Interesting. Just to clarify, do you mean interpositive or internegative? I thought interpositive is the "master" so to speak with burned in color grading basically (of course the colors could still change in the further process, but the balance between the scenes would be set forth by the IP). At least that's how I understood it. I also remember Nolan advocating for IP scans for this reason since he considered them the final version of the film or sth.

It depends on what ever element the rights holder/distributor have or were able to get. It's usually an internegative, though sometimes it can be an interpositive or a duplicate negative. All of these are usually titleless/creditless so the international rights holder can create their own titles and whatnot. I think for bigger titles from the larger studios they do the localization and such at Hollywood or whatever lab they use out there.

Sometimes the overseas distributor creates their own regionalized titles (which can be completely different from the original/English ones) and logos on film as separate reels, and then ether the lab or the distributor at the release print distribution stage would splice/edit them in. But there are cases where they element they receive is only in original language/texts and don't always have the time or money to properly make "adjustments". In these instances the distributor would just add subtitles to the whole thing.
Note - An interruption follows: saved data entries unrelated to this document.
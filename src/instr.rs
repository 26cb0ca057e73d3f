use serde::{Deserialize, Serialize};

/// One decoded instruction as stored in the index and in the sidecar cache.
/// Field names are PascalCase on disk so caches written by the older .NET tool load unchanged.
#[derive(Debug, Clone, PartialEq, Eq, Serialize, Deserialize)]
#[serde(rename_all = "PascalCase")]
pub struct Instruction {
    pub text: String, // e.g., "mov eax, ebx"
    pub address: u64,
    pub length: u32,
}

impl Instruction {
    pub fn new(address: u64, length: u32, text: String) -> Self {
        Self {
            text,
            address,
            length,
        }
    }
}

/// A basic block as reported by a disassembler engine: its instructions in
/// address order and every address control may leave it for.
#[derive(Debug, Clone, Default, PartialEq, Eq)]
pub struct BasicBlock {
    pub instructions: Vec<Instruction>,
    pub outbound: Vec<u64>,
}

impl BasicBlock {
    pub fn new(instructions: Vec<Instruction>, outbound: Vec<u64>) -> Self {
        Self {
            instructions,
            outbound,
        }
    }

    pub fn start_address(&self) -> Option<u64> {
        self.instructions.first().map(|i| i.address)
    }
}
//! Engine protocol message types. 64-bit numbers travel as `0x` hex strings.

use serde::{Deserialize, Serialize};
use serde_json::Value;

use crate::error::ServiceError;

#[derive(Serialize, Deserialize, Debug, Clone, PartialEq, Eq)]
#[serde(tag = "req", rename_all = "camelCase")]
pub enum EngineRequest {
    Open { seq: u64, path: String },
    Execute { seq: u64, command: String },
    DisassembleFunction { seq: u64, address: String },
    Shutdown { seq: u64 },
}

impl EngineRequest {
    pub fn seq(&self) -> u64 {
        match self {
            EngineRequest::Open { seq, .. }
            | EngineRequest::Execute { seq, .. }
            | EngineRequest::DisassembleFunction { seq, .. }
            | EngineRequest::Shutdown { seq } => *seq,
        }
    }
}

#[derive(Serialize, Deserialize, Debug, Clone, Copy, PartialEq, Eq)]
#[serde(rename_all = "lowercase")]
pub enum FailureKind {
    Undecodable,
    Failed,
}

#[derive(Serialize, Deserialize, Debug, Clone, PartialEq, Eq)]
pub struct EngineFailure {
    pub kind: FailureKind,
    pub message: String,
}

#[derive(Serialize, Deserialize, Debug, Clone, PartialEq)]
pub struct EngineReply {
    pub seq: u64,
    #[serde(default)]
    pub result: Option<Value>,
    #[serde(default, skip_serializing_if = "Option::is_none")]
    pub error: Option<EngineFailure>,
}

impl EngineReply {
    pub fn ok(seq: u64, result: Value) -> Self {
        Self {
            seq,
            result: Some(result),
            error: None,
        }
    }

    pub fn failed(seq: u64, error: &ServiceError) -> Self {
        let kind = match error {
            ServiceError::Undecodable(_) => FailureKind::Undecodable,
            _ => FailureKind::Failed,
        };
        Self {
            seq,
            result: None,
            error: Some(EngineFailure {
                kind,
                message: error.to_string(),
            }),
        }
    }

    /// The result payload, or the engine's failure as a `ServiceError`.
    /// `address` is the subject of a `disassembleFunction` request, if any.
    pub fn into_result(self, address: Option<u64>) -> Result<Value, ServiceError> {
        match (self.error, address) {
            (None, _) => Ok(self.result.unwrap_or(Value::Null)),
            (Some(f), Some(addr)) if f.kind == FailureKind::Undecodable => {
                Err(ServiceError::Undecodable(addr))
            }
            (Some(f), _) => Err(ServiceError::Remote(f.message)),
        }
    }
}

#[derive(Serialize, Deserialize, Debug, Clone, PartialEq, Eq)]
pub struct ExecuteResult {
    pub output: String,
}

/// Parse hex address from string (supports "0x1234" or "1234" format)
pub fn parse_hex_address(input: &str) -> Option<u64> {
    let trimmed = input.trim();
    let hex_str = trimmed.strip_prefix("0x").unwrap_or(trimmed);
    u64::from_str_radix(hex_str, 16).ok()
}
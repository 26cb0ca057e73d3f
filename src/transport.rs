// Copyright (c) 2026 ASM-Search Authors.
//
// Licensed under the Apache License, Version 2.0 (the "License");
// you may not use this file except in compliance with the License.
// You may obtain a copy of the License at
//
//     http://www.apache.org/licenses/LICENSE-2.0
//
// Unless required by applicable law or agreed to in writing, software
// distributed under the License is distributed on an "AS IS" BASIS,
// WITHOUT WARRANTIES OR CONDITIONS OF ANY KIND, either express or implied.
// See the License for the specific language governing permissions and
// limitations under the License.

use serde_json::Value;
use std::error::Error;
use std::io::{self, BufRead, Write};

pub type TransportResult<T> = Result<T, Box<dyn Error + Send + Sync>>;

pub trait Transport {
    /// Next message, or `None` on a clean end of stream between messages.
    fn read_message(&mut self) -> TransportResult<Option<Value>>;
    fn write_message(&mut self, msg: &Value) -> TransportResult<()>;
}

/// `Content-Length` framed JSON over any reader/writer pair: child process
/// pipes on the client side, stdin/stdout on the server side.
pub struct FramedTransport<R, W> {
    reader: R,
    writer: W,
}

impl<R: BufRead, W: Write> FramedTransport<R, W> {
    pub fn new(reader: R, writer: W) -> Self {
        Self { reader, writer }
    }
}

impl FramedTransport<io::StdinLock<'static>, io::StdoutLock<'static>> {
    pub fn stdio() -> Self {
        Self::new(io::stdin().lock(), io::stdout().lock())
    }
}

impl<R: BufRead, W: Write> Transport for FramedTransport<R, W> {
    fn read_message(&mut self) -> TransportResult<Option<Value>> {
        // Read headers until an empty line
        let mut content_length: Option<usize> = None;
        let mut saw_header = false;
        loop {
            let mut header_line = String::new();
            let n = self.reader.read_line(&mut header_line)?;
            if n == 0 {
                if saw_header {
                    return Err("EOF while reading header".into());
                }
                return Ok(None);
            }
            let header_trim = header_line.trim();
            if header_trim.is_empty() {
                if saw_header {
                    break; // end of headers
                }
                continue;
            }
            saw_header = true;
            if header_trim.to_lowercase().starts_with("content-length") {
                if let Some(idx) = header_trim.find(':') {
                    let num = header_trim[idx + 1..].trim();
                    content_length = Some(num.parse::<usize>()?);
                }
            }
            // ignore other headers
        }

        let len = content_length.ok_or("Missing Content-Length header")?;
        let mut buf = vec![0u8; len];
        self.reader.read_exact(&mut buf)?;
        let v: Value = serde_json::from_slice(&buf)?;
        Ok(Some(v))
    }

    fn write_message(&mut self, msg: &Value) -> TransportResult<()> {
        let body = serde_json::to_vec(msg)?;
        write!(self.writer, "Content-Length: {}\r\n\r\n", body.len())?;
        self.writer.write_all(&body)?;
        self.writer.flush()?;
        Ok(())
    }
}
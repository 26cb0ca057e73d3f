// Copyright (c) 2026 ASM-Search Authors.
//
// Licensed under the Apache License, Version 2.0 (the "License");
// you may not use this file except in compliance with the License.
// You may obtain a copy of the License at
//
//     http://www.apache.org/licenses/LICENSE-2.0
//
// Unless required by applicable law or agreed to in writing, software
// distributed under the License is distributed on an "AS IS" BASIS,
// WITHOUT WARRANTIES OR CONDITIONS OF ANY KIND, either express or implied.
// See the License for the specific language governing permissions and
// limitations under the License.

use std::path::Path;

use anyhow::{Context, Result};

use crate::error::ServiceError;
use crate::instr::BasicBlock;
use crate::symbols::parse_symbol_listing;

/// The request/response surface of a disassembler engine.
///
/// Calls are blocking; one request is outstanding at a time.
pub trait DisassemblerService {
    fn open(&mut self, path: &Path) -> Result<(), ServiceError>;

    /// Run an engine control command and return its text output.
    fn execute(&mut self, command: &str) -> Result<String, ServiceError>;

    /// Decode the function starting at `address` into basic blocks.
    fn disassemble_function(&mut self, address: u64) -> Result<Vec<BasicBlock>, ServiceError>;
}

impl<S: DisassemblerService + ?Sized> DisassemblerService for Box<S> {
    fn open(&mut self, path: &Path) -> Result<(), ServiceError> {
        (**self).open(path)
    }

    fn execute(&mut self, command: &str) -> Result<String, ServiceError> {
        (**self).execute(command)
    }

    fn disassemble_function(&mut self, address: u64) -> Result<Vec<BasicBlock>, ServiceError> {
        (**self).disassemble_function(address)
    }
}

/// How a session is brought up before traversal.
#[derive(Debug, Clone)]
pub struct SessionConfig {
    /// Commands issued after the binary is opened, e.g. extension loads and symbol reloads.
    pub prepare_commands: Vec<String>,
    /// Command whose output is the symbol listing.
    pub symbols_command: String,
}

impl Default for SessionConfig {
    fn default() -> Self {
        Self {
            prepare_commands: vec![".reload -f".to_string(), "lm".to_string()],
            symbols_command: "x *!*".to_string(),
        }
    }
}

/// Open `binary`, run the bootstrap commands and return the seed addresses
/// extracted from the symbol listing.
pub fn open_session<S: DisassemblerService + ?Sized>(
    service: &mut S,
    binary: &Path,
    config: &SessionConfig,
) -> Result<Vec<u64>> {
    service
        .open(binary)
        .with_context(|| format!("Failed to open {}", binary.display()))?;

    for command in &config.prepare_commands {
        let output = service
            .execute(command)
            .with_context(|| format!("Bootstrap command '{}' failed", command))?;
        log::debug!("{}:\n{}", command, output.trim_end());
    }

    let listing = service
        .execute(&config.symbols_command)
        .with_context(|| format!("Symbol command '{}' failed", config.symbols_command))?;
    let seeds = parse_symbol_listing(&listing);
    log::info!(
        "{} seed addresses from {} listing lines",
        seeds.len(),
        listing.lines().count()
    );
    Ok(seeds)
}
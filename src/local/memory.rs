/// An executable section copied out of the binary, placed at its load address.
pub struct CodeRegion {
    pub start: u64,
    pub bytes: Vec<u8>,
}

impl CodeRegion {
    pub fn new(start: u64, bytes: Vec<u8>) -> Self {
        Self { start, bytes }
    }

    pub fn size(&self) -> u64 {
        self.bytes.len() as u64
    }

    pub fn contains(&self, addr: u64) -> bool {
        addr >= self.start && addr - self.start < self.size()
    }

    pub fn end(&self) -> u64 {
        self.start.saturating_add(self.size())
    }

    /// Bytes from `addr` to the end of the region.
    pub fn bytes_from(&self, addr: u64) -> Option<&[u8]> {
        if !self.contains(addr) {
            return None;
        }
        let offset = usize::try_from(addr - self.start).ok()?;
        self.bytes.get(offset..)
    }
}

#[cfg(test)]
mod tests {
    use super::*;

    #[test]
    fn bytes_from_is_bounded_by_the_region() {
        let region = CodeRegion::new(0x1000, vec![0x90, 0x90, 0xc3]);
        assert_eq!(region.end(), 0x1003);
        assert_eq!(region.bytes_from(0x1002), Some(&[0xc3u8][..]));
        assert_eq!(region.bytes_from(0x1003), None);
        assert_eq!(region.bytes_from(0xfff), None);
    }
}
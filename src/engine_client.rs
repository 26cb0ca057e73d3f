// Copyright (c) 2026 ASM-Search Authors.
//
// Licensed under the Apache License, Version 2.0 (the "License");
// you may not use this file except in compliance with the License.
// You may obtain a copy of the License at
//
//     http://www.apache.org/licenses/LICENSE-2.0
//
// Unless required by applicable law or agreed to in writing, software
// distributed under the License is distributed on an "AS IS" BASIS,
// WITHOUT WARRANTIES OR CONDITIONS OF ANY KIND, either express or implied.
// See the License for the specific language governing permissions and
// limitations under the License.

//! Client side of the engine protocol: drives an engine over a [`Transport`],
//! usually the pipes of a spawned engine process.

use std::io::{BufReader, BufWriter};
use std::path::Path;
use std::process::{Child, ChildStdin, ChildStdout, Command, Stdio};

use serde_json::Value;

use crate::error::ServiceError;
use crate::instr::BasicBlock;
use crate::model::parse_blocks;
use crate::protocol::{EngineReply, EngineRequest, ExecuteResult};
use crate::service::DisassemblerService;
use crate::transport::{FramedTransport, Transport};

pub struct EngineClient<T: Transport> {
    transport: T,
    next_seq: u64,
}

impl<T: Transport> EngineClient<T> {
    pub fn new(transport: T) -> Self {
        Self {
            transport,
            next_seq: 1,
        }
    }

    fn seq(&mut self) -> u64 {
        let seq = self.next_seq;
        self.next_seq += 1;
        seq
    }

    /// Send one request and block until its reply arrives.
    fn round_trip(
        &mut self,
        request: EngineRequest,
        address: Option<u64>,
    ) -> Result<Value, ServiceError> {
        let seq = request.seq();
        self.transport.write_message(&serde_json::to_value(&request)?)?;
        let msg = self
            .transport
            .read_message()?
            .ok_or_else(|| ServiceError::Transport("engine closed the connection".to_string()))?;
        let reply: EngineReply = serde_json::from_value(msg)?;
        if reply.seq != seq {
            return Err(ServiceError::Transport(format!(
                "reply for request {} while waiting for {}",
                reply.seq, seq
            )));
        }
        reply.into_result(address)
    }

    pub fn shutdown(&mut self) -> Result<(), ServiceError> {
        let seq = self.seq();
        self.round_trip(EngineRequest::Shutdown { seq }, None)?;
        Ok(())
    }
}

impl<T: Transport> DisassemblerService for EngineClient<T> {
    fn open(&mut self, path: &Path) -> Result<(), ServiceError> {
        let seq = self.seq();
        self.round_trip(
            EngineRequest::Open {
                seq,
                path: path.to_string_lossy().into_owned(),
            },
            None,
        )?;
        Ok(())
    }

    fn execute(&mut self, command: &str) -> Result<String, ServiceError> {
        let seq = self.seq();
        let result = self.round_trip(
            EngineRequest::Execute {
                seq,
                command: command.to_string(),
            },
            None,
        )?;
        let result: ExecuteResult = serde_json::from_value(result)
            .map_err(|e| ServiceError::Remote(format!("unexpected execute result: {}", e)))?;
        Ok(result.output)
    }

    fn disassemble_function(&mut self, address: u64) -> Result<Vec<BasicBlock>, ServiceError> {
        let seq = self.seq();
        let reply = self.round_trip(
            EngineRequest::DisassembleFunction {
                seq,
                address: format!("0x{:x}", address),
            },
            Some(address),
        )?;
        Ok(parse_blocks(&reply)?)
    }
}

type ChildTransport = FramedTransport<BufReader<ChildStdout>, BufWriter<ChildStdin>>;

/// An engine running as a child process speaking the protocol on its stdio.
pub struct EngineProcess {
    child: Child,
    client: EngineClient<ChildTransport>,
}

impl EngineProcess {
    pub fn spawn(program: &str, args: &[String]) -> Result<Self, ServiceError> {
        let mut child = Command::new(program)
            .args(args)
            .stdin(Stdio::piped())
            .stdout(Stdio::piped())
            .stderr(Stdio::inherit())
            .spawn()
            .map_err(|e| ServiceError::Transport(format!("failed to start {}: {}", program, e)))?;

        let stdout = child
            .stdout
            .take()
            .ok_or_else(|| ServiceError::Transport("failed to capture engine stdout".to_string()))?;
        let stdin = child
            .stdin
            .take()
            .ok_or_else(|| ServiceError::Transport("failed to capture engine stdin".to_string()))?;

        log::info!("Started engine {} (pid {})", program, child.id());
        let transport = FramedTransport::new(
            BufReader::with_capacity(64 * 1024, stdout),
            BufWriter::new(stdin),
        );
        Ok(Self {
            child,
            client: EngineClient::new(transport),
        })
    }
}

impl DisassemblerService for EngineProcess {
    fn open(&mut self, path: &Path) -> Result<(), ServiceError> {
        self.client.open(path)
    }

    fn execute(&mut self, command: &str) -> Result<String, ServiceError> {
        self.client.execute(command)
    }

    fn disassemble_function(&mut self, address: u64) -> Result<Vec<BasicBlock>, ServiceError> {
        self.client.disassemble_function(address)
    }
}

impl Drop for EngineProcess {
    fn drop(&mut self) {
        if let Err(e) = self.client.shutdown() {
            log::debug!("Engine shutdown request failed: {}", e);
        }
        match self.child.wait() {
            Ok(status) => log::debug!("Engine exited with {}", status),
            Err(e) => log::warn!("Failed to wait for engine: {}", e),
        }
    }
}
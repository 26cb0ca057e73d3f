//! Symbol listings: turning an engine's textual `x *!*` output into seed
//! addresses, and producing that same text from a symbol table.

use std::collections::BTreeMap;

/// Separator used by debuggers to split a 64-bit address into two 32-bit halves.
pub const SEGMENT_SEPARATOR: char = '`';

const SEGMENTED_LEN: usize = 17;
const HALF_LEN: usize = 8;

/// Extract candidate start addresses from a raw symbol listing.
///
/// The first whitespace-delimited token of each line is the address field.
/// Lines whose field is not a hex number (headers, banners, blank lines) are
/// dropped. Order is preserved and duplicates are kept.
pub fn parse_symbol_listing(listing: &str) -> Vec<u64> {
    listing
        .lines()
        .filter_map(|line| line.split_whitespace().next())
        .filter_map(parse_address_field)
        .collect()
}

/// Parse one address field, joining the segmented `HHHHHHHH`HHHHHHHH` form first.
pub fn parse_address_field(field: &str) -> Option<u64> {
    let joined;
    let hex = if field.len() == SEGMENTED_LEN
        && field.is_char_boundary(HALF_LEN)
        && field[HALF_LEN..].starts_with(SEGMENT_SEPARATOR)
    {
        joined = format!("{}{}", &field[..HALF_LEN], &field[HALF_LEN + 1..]);
        joined.as_str()
    } else {
        field
    };
    // from_str_radix alone would also take a leading '+'
    if hex.is_empty() || !hex.bytes().all(|b| b.is_ascii_hexdigit()) {
        return None;
    }
    u64::from_str_radix(hex, 16).ok()
}

/// Render an address the way debuggers print 64-bit symbol addresses.
pub fn format_segmented(address: u64) -> String {
    format!(
        "{:08x}{}{:08x}",
        address >> 32,
        SEGMENT_SEPARATOR,
        address & 0xffff_ffff
    )
}

#[derive(Debug, Clone)]
pub struct Symbol {
    pub name: String,
    pub address: u64,
}

/// Symbols of one module keyed by start address.
#[derive(Debug, Default)]
pub struct SymbolTable {
    symbols_by_addr: BTreeMap<u64, Symbol>,
}

impl SymbolTable {
    pub fn new() -> Self {
        Self {
            symbols_by_addr: BTreeMap::new(),
        }
    }

    /// Aliases at an address already taken are dropped; the first name seen is kept.
    pub fn insert(&mut self, symbol: Symbol) {
        self.symbols_by_addr.entry(symbol.address).or_insert(symbol);
    }

    pub fn len(&self) -> usize {
        self.symbols_by_addr.len()
    }

    pub fn is_empty(&self) -> bool {
        self.symbols_by_addr.is_empty()
    }

    pub fn iter(&self) -> impl Iterator<Item = &Symbol> {
        self.symbols_by_addr.values()
    }

    /// `x module!pattern` style listing. A pattern of `*` (or one ending in `*`) matches by prefix.
    pub fn listing(&self, module: &str, pattern: &str) -> String {
        let prefix = pattern.trim_end_matches('*');
        let exact = !pattern.ends_with('*');
        let mut out = String::new();
        for symbol in self.iter() {
            let hit = if exact {
                symbol.name == pattern
            } else {
                symbol.name.starts_with(prefix)
            };
            if hit {
                out.push_str(&format!(
                    "{} {}!{}\n",
                    format_segmented(symbol.address),
                    module,
                    symbol.name
                ));
            }
        }
        out
    }
}

#[cfg(test)]
mod tests {
    use super::*;

    #[test]
    fn segmented_address_is_joined() {
        let seeds = parse_symbol_listing("00000001`00000002 SomeExport");
        assert_eq!(seeds, vec![0x0000_0001_0000_0002]);
    }

    #[test]
    fn non_hex_lines_are_dropped() {
        assert!(parse_symbol_listing("---- not an address ----").is_empty());
        assert!(parse_symbol_listing("").is_empty());
    }

    #[test]
    fn listing_keeps_order_and_duplicates() {
        let text = "\
start             end                 module name
00007ff6`12340000 00007ff6`12350000   app
00007ff6`12341000 app!main
  401000 app!helper
00007ff6`12341000 app!main_alias
";
        let seeds = parse_symbol_listing(text);
        assert_eq!(
            seeds,
            vec![0x7ff6_1234_0000, 0x7ff6_1234_1000, 0x40_1000, 0x7ff6_1234_1000]
        );
    }

    #[test]
    fn seventeen_chars_without_separator_is_parsed_as_is() {
        // Too long for u64 once the separator check fails.
        assert_eq!(parse_address_field("00000001x00000002"), None);
        assert_eq!(parse_address_field("deadbeef"), Some(0xdead_beef));
    }

    #[test]
    fn signed_or_prefixed_fields_are_not_addresses() {
        assert_eq!(parse_address_field("+401000"), None);
        assert_eq!(parse_address_field("-1"), None);
        assert_eq!(parse_address_field("0x401000"), None);
        assert_eq!(parse_address_field("+0000000`00401000"), None);
        assert_eq!(
            parse_symbol_listing("+401000 app!bogus
00401000 app!main
"),
            vec![0x40_1000]
        );
    }

    #[test]
    fn table_listing_round_trips_through_parser() {
        let mut table = SymbolTable::new();
        table.insert(Symbol {
            name: "main".to_string(),
            address: 0x1_4000_1000,
        });
        table.insert(Symbol {
            name: "helper".to_string(),
            address: 0x1_4000_2000,
        });
        table.insert(Symbol {
            name: "main_alias".to_string(),
            address: 0x1_4000_1000,
        });
        assert_eq!(table.len(), 2);

        let text = table.listing("app", "*");
        assert!(text.contains("00000001`40001000 app!main"));
        assert_eq!(parse_symbol_listing(&text), vec![0x1_4000_1000, 0x1_4000_2000]);

        let only_main = table.listing("app", "main");
        assert_eq!(parse_symbol_listing(&only_main), vec![0x1_4000_1000]);
    }
}
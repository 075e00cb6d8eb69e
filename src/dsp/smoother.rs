//! # Parameter Smoothing
//!
//! When the host changes a parameter, the value the engine sees jumps
//! instantly. For a gain that jump is an audible click; for the delay
//! time it makes the read head skip across the buffer. A smoother turns
//! the jump into a short glide.
//!
//! The glide itself is nih-plug's [`Smoother`] with
//! `SmoothingStyle::Linear(ms)`: the value ramps in a straight line and
//! lands exactly on the target after `ms` milliseconds. nih-plug smoothers
//! normally hang off a `FloatParam`, but the engine reads its targets from
//! a [`SharedParameters`](super::param_state::SharedParameters) snapshot,
//! so [`ParamSmoother`] drives one directly.
//!
//! Gliding the delay time also bends the pitch of the repeats while the
//! read head moves, much like turning the time knob on a tape or
//! bucket-brigade unit.

use nih_plug::prelude::{Smoother, SmoothingStyle};

/// A linear glide toward whatever target the engine reads each sample.
pub struct ParamSmoother {
    smoother: Smoother<f32>,
    sample_rate: f32,
    /// The target the running glide heads for.
    target: f32,
}

impl ParamSmoother {
    /// A smoother sitting at 0.0 that glides over `glide_ms`.
    ///
    /// Until [`set_sample_rate`](Self::set_sample_rate) is called every
    /// target comes straight through.
    pub fn new(glide_ms: f32) -> Self {
        Self {
            smoother: Smoother::new(SmoothingStyle::Linear(glide_ms)),
            sample_rate: 0.0,
            target: 0.0,
        }
    }

    /// Set the rate the glide length is counted in. Takes effect on the
    /// next target change.
    pub fn set_sample_rate(&mut self, sample_rate: f32) {
        self.sample_rate = sample_rate;
    }

    /// Advance one sample toward `target` and return the new value.
    ///
    /// The engine passes the same target every sample; only a changed
    /// target starts a new glide, so a glide in progress runs to the end.
    #[inline]
    pub fn next(&mut self, target: f32) -> f32 {
        if target != self.target {
            self.target = target;
            self.smoother.set_target(self.sample_rate, target);
        }
        self.smoother.next()
    }

    /// Jump straight to `value`.
    pub fn snap(&mut self, value: f32) {
        self.target = value;
        self.smoother.reset(value);
    }

    pub fn current(&self) -> f32 {
        self.smoother.previous_value()
    }
}

#[cfg(test)]
mod tests {
    use super::*;

    fn smoother(glide_ms: f32, sample_rate: f32) -> ParamSmoother {
        let mut smoother = ParamSmoother::new(glide_ms);
        smoother.set_sample_rate(sample_rate);
        smoother
    }

    /// Without a sample rate the target comes straight through.
    #[test]
    fn test_passthrough_without_sample_rate() {
        let mut smoother = ParamSmoother::new(20.0);

        assert_eq!(smoother.next(1.0), 1.0);
        assert_eq!(smoother.next(-0.3), -0.3);
    }

    /// A step is approached gradually and never overshot.
    #[test]
    fn test_step_glides_monotonically() {
        let mut smoother = smoother(20.0, 1000.0);

        let mut previous = 0.0;
        for _ in 0..19 {
            let value = smoother.next(1.0);
            assert!(value > previous, "Glide must rise, {value} <= {previous}");
            assert!(value < 1.0, "Glide overshot: {value}");
            previous = value;
        }
    }

    /// The glide is a straight line that ends on the target after the
    /// glide time, even though the target is passed in every sample.
    #[test]
    fn test_linear_glide_lands_on_time() {
        let mut smoother = smoother(10.0, 1000.0);

        let mut value = 0.0;
        for _ in 0..5 {
            value = smoother.next(250.0);
        }
        assert!((value - 125.0).abs() < 1e-3, "Expected halfway, got {value}");

        for _ in 0..5 {
            value = smoother.next(250.0);
        }
        assert_eq!(value, 250.0);
        assert_eq!(smoother.current(), 250.0);
        assert_eq!(smoother.next(250.0), 250.0);
    }

    /// A new target mid-glide starts a fresh glide from where it stood.
    #[test]
    fn test_retarget_mid_glide() {
        let mut smoother = smoother(10.0, 1000.0);

        for _ in 0..5 {
            smoother.next(1.0);
        }
        let midway = smoother.current();

        let value = smoother.next(0.0);
        assert!(value < midway, "Expected a turn toward 0, got {value}");

        for _ in 0..10 {
            smoother.next(0.0);
        }
        assert_eq!(smoother.current(), 0.0);
    }

    #[test]
    fn test_snap() {
        let mut smoother = smoother(50.0, 48000.0);

        smoother.snap(0.7);
        assert_eq!(smoother.current(), 0.7);
        assert_eq!(smoother.next(0.7), 0.7);
    }
}
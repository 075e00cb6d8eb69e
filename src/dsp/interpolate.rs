//! # Fractional-Sample Interpolation
//!
//! Delay times in milliseconds almost never land on a whole number of
//! samples: 10.007 ms at 44100 Hz is 441.3 samples. Reading only whole
//! positions would make the delay time jump in one-sample steps whenever
//! it changes ("stair-stepping"), which is audible as zipper noise.
//!
//! Linear interpolation draws a straight line between the two stored
//! samples either side of the fractional position:
//!
//! ```text
//! result = storage[i] * (1 - frac) + storage[i + 1] * frac
//! ```
//!
//! It slightly damps the highest frequencies when `frac` sits near 0.5,
//! which suits an analog-style delay just fine.

/// Blend between `a` and `b`. `frac = 0.0` yields `a`, `frac = 1.0` yields `b`.
#[inline]
pub fn lerp(a: f32, b: f32, frac: f32) -> f32 {
    a * (1.0 - frac) + b * frac
}

/// Read `storage` at position `index + frac`, wrapping around the end.
///
/// `index` must be in `[0, storage.len())` and `frac` in `[0, 1]`. The
/// position arrives already split so the fraction keeps full precision no
/// matter how far into a long buffer `index` points. The upper neighbour of
/// the last slot is slot 0, which is what makes this correct for circular
/// buffers.
#[inline]
pub fn read_linear(storage: &[f32], index: usize, frac: f32) -> f32 {
    let next = if index + 1 == storage.len() { 0 } else { index + 1 };

    lerp(storage[index], storage[next], frac)
}
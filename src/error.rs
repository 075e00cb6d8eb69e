//! Error types for engine configuration.
//!
//! Only the control-rate path can fail. The audio path has no error type:
//! every parameter is clamped before it gets there.

use thiserror::Error;

/// Errors returned when the delay engine cannot be configured.
#[derive(Debug, Clone, PartialEq, Error)]
pub enum ConfigureError {
    /// The sample rate is zero, negative, or not a number.
    #[error("invalid sample rate: {0} Hz")]
    InvalidSampleRate(f32),

    /// The maximum delay time is zero, negative, or not a number.
    #[error("invalid maximum delay: {0} ms")]
    InvalidMaxDelay(f32),

    /// The requested buffer would exceed the per-channel limit.
    #[error("delay buffer of {requested} samples exceeds the limit of {limit} samples")]
    BufferTooLarge {
        /// Capacity the sample rate and maximum delay call for.
        requested: u64,
        /// Largest capacity the engine will allocate.
        limit: usize,
    },
}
For completely digital productions (Attack of the Clones being one of the first) and DI's shot on film but edited/finished digitally, they would make a 35mm (positive or sometimes negative) filmout of the digital/DI element and ship it out to the lab to make release prints out of. This process can differ depending on rights holders and regions.

(2021-02-13, 04:38 PM)pipefan413 Wrote: So I think what @SpaceBlackKnight is saying is it would go something like

OCN -> various localised IPs -> enough INs to make however many prints desired -> release prints

That's basically how it would go, but it also depends on the distributor and region, not to mention overall process/cost as well as film labs they farm out to.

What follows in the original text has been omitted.